Exercise
For the entries below, report every line that includes the word "contains".

Data under study
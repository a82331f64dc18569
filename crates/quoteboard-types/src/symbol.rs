//! Ticker symbol representation.

use serde::{Deserialize, Serialize};
use std::borrow::Borrow;
use std::str::FromStr;
use thiserror::Error;

/// Longest ticker accepted, including exchange suffixes such as `.L`.
const MAX_SYMBOL_LEN: usize = 16;

/// A ticker symbol, normalized to upper case.
#[derive(Debug, Clone, PartialEq, Eq, Hash, PartialOrd, Ord, Serialize, Deserialize)]
#[serde(try_from = "String", into = "String")]
pub struct Symbol(String);

impl Symbol {
    /// Creates a symbol from user or wire input.
    ///
    /// Surrounding whitespace is trimmed and letters are upper-cased.
    ///
    /// # Errors
    ///
    /// Returns an error if the symbol is empty, too long, or contains
    /// characters other than ASCII alphanumerics, `.`, `-`, `^` and `=`.
    pub fn new(raw: &str) -> Result<Self, SymbolError> {
        let trimmed = raw.trim();
        if trimmed.is_empty() {
            return Err(SymbolError::Empty);
        }
        if trimmed.len() > MAX_SYMBOL_LEN {
            return Err(SymbolError::TooLong(trimmed.to_string()));
        }
        if let Some(c) = trimmed
            .chars()
            .find(|c| !(c.is_ascii_alphanumeric() || matches!(c, '.' | '-' | '^' | '=')))
        {
            return Err(SymbolError::InvalidChar {
                symbol: trimmed.to_string(),
                found: c,
            });
        }
        Ok(Self(trimmed.to_ascii_uppercase()))
    }

    /// Returns the symbol as a string slice.
    #[must_use]
    pub fn as_str(&self) -> &str {
        &self.0
    }
}

impl std::fmt::Display for Symbol {
    fn fmt(&self, f: &mut std::fmt::Formatter<'_>) -> std::fmt::Result {
        f.write_str(&self.0)
    }
}

impl FromStr for Symbol {
    type Err = SymbolError;

    fn from_str(s: &str) -> Result<Self, Self::Err> {
        Self::new(s)
    }
}

impl TryFrom<String> for Symbol {
    type Error = SymbolError;

    fn try_from(value: String) -> Result<Self, Self::Error> {
        Self::new(&value)
    }
}

impl From<Symbol> for String {
    fn from(symbol: Symbol) -> Self {
        symbol.0
    }
}

impl AsRef<str> for Symbol {
    fn as_ref(&self) -> &str {
        &self.0
    }
}

impl Borrow<str> for Symbol {
    fn borrow(&self) -> &str {
        &self.0
    }
}

/// Error returned when parsing an invalid ticker symbol.
#[derive(Error, Debug, Clone, PartialEq, Eq)]
pub enum SymbolError {
    /// The symbol was empty or whitespace.
    #[error("symbol must not be empty")]
    Empty,

    /// The symbol exceeded the maximum length.
    #[error("symbol '{0}' is longer than {max} characters", max = MAX_SYMBOL_LEN)]
    TooLong(String),

    /// The symbol contained a disallowed character.
    #[error("symbol '{symbol}' contains invalid character '{found}'")]
    InvalidChar {
        /// The rejected input.
        symbol: String,
        /// The first disallowed character.
        found: char,
    },
}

Completed exercise
    /// Returns an error if the symbol is empty, too long, or contains
    #[error("symbol '{symbol}' contains invalid character '{found}'")]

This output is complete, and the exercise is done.